*** Opening AVAILABLE DATA ***

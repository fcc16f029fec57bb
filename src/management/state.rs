use std::path::PathBuf;

use thiserror::Error;

use crate::{config, pipeline::CollectionState};

#[derive(Debug, Error)]
pub enum StateError {
    #[error("io error: {0}")]
    IoError(#[from] std::io::Error),
    #[error("{0}")]
    CriticalError(String),
    #[error("invalid state file: {0}")]
    SerdeError(#[from] serde_json::Error),
}

/// Keeps the collection state on disk so an interrupted collection can be
/// resumed by a later process.
pub struct CollectionStateManager {
    path: PathBuf,
}

impl CollectionStateManager {
    pub fn new() -> Self {
        Self::at(Self::default_path())
    }

    pub fn at(path: PathBuf) -> Self {
        Self { path }
    }

    pub fn path(&self) -> &PathBuf {
        &self.path
    }

    pub async fn persist(&self, state: &CollectionState) -> Result<(), StateError> {
        if let Some(parent) = self.path.parent() {
            async_fs::create_dir_all(parent).await?;
        }

        let json = serde_json::to_string_pretty(state)?;
        async_fs::write(&self.path, json).await?;
        Ok(())
    }

    /// Returns `None` when nothing was persisted yet. A file that exists but
    /// cannot be parsed is an error, never silently replaced.
    pub async fn load(&self) -> Result<Option<CollectionState>, StateError> {
        if !self.exists().await {
            return Ok(None);
        }

        let json = async_fs::read_to_string(&self.path).await?;
        let state: CollectionState = serde_json::from_str(&json)?;

        if let Some(checkpoint) = &state.checkpoint {
            if state.in_progress() != Some(checkpoint.stage()) {
                return Err(StateError::CriticalError(format!(
                    "checkpoint for {} stored while stage {} is completed",
                    checkpoint.stage(),
                    state.stage
                )));
            }
        }

        Ok(Some(state))
    }

    pub async fn exists(&self) -> bool {
        async_fs::metadata(&self.path).await.is_ok()
    }

    pub async fn clear(&self) -> Result<(), StateError> {
        if !self.exists().await {
            return Ok(());
        }
        async_fs::remove_file(&self.path).await?;
        Ok(())
    }

    fn default_path() -> PathBuf {
        let mut path = config::data_dir();
        path.push("state/collection.json");
        path
    }
}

*** Closing AVAILABLE DATA ***

The entries above must be copied verbatim. Leave none out.

repository fcc16f029fec57bb
filename src/management/state.rs
use std::path::PathBuf;

use thiserror::Error;

use crate::{config, pipeline::CollectionState};

#[derive(Debug, Error)]
pub enum StateError {
    #[error("io error: {0}")]
    IoError(#[from] std::io::Error),
    #[error("{0}")]
    CriticalError(String),
    #[error("invalid state file: {0}")]
    SerdeError(#[from] serde_json::Error),
}

/// Keeps the collection state on disk so an interrupted collection can be
/// resumed by a later process.
pub struct CollectionStateManager {
    path: PathBuf,
}

impl CollectionStateManager {
    pub fn new() -> Self {
        Self::at(Self::default_path())
    }

    pub fn at(path: PathBuf) -> Self {
        Self { path }
    }

    pub fn path(&self) -> &PathBuf {
        &self.path
    }

    pub async fn persist(&self, state: &CollectionState) -> Result<(), StateError> {
        if let Some(parent) = self.path.parent() {
            async_fs::create_dir_all(parent).await?;
        }

        let json = serde_json::to_string_pretty(state)?;
        async_fs::write(&self.path, json).await?;
        Ok(())
    }

    /// Returns `None` when nothing was persisted yet. A file that exists but
    /// cannot be parsed is an error, never silently replaced.
    pub async fn load(&self) -> Result<Option<CollectionState>, StateError> {
        if !self.exists().await {
            return Ok(None);
        }

        let json = async_fs::read_to_string(&self.path).await?;
        let state: CollectionState = serde_json::from_str(&json)?;

        if let Some(checkpoint) = &state.checkpoint {
            if state.in_progress() != Some(checkpoint.stage()) {
                return Err(StateError::CriticalError(format!(
                    "checkpoint for {} stored while stage {} is completed",
                    checkpoint.stage(),
                    state.stage
                )));
            }
        }

        Ok(Some(state))
    }

    pub async fn exists(&self) -> bool {
        async_fs::metadata(&self.path).await.is_ok()
    }

    pub async fn clear(&self) -> Result<(), StateError> {
        if !self.exists().await {
            return Ok(());
        }
        async_fs::remove_file(&self.path).await?;
        Ok(())
    }

    fn default_path() -> PathBuf {
        let mut path = config::data_dir();
        path.push("state/collection.json");
        path
    }
}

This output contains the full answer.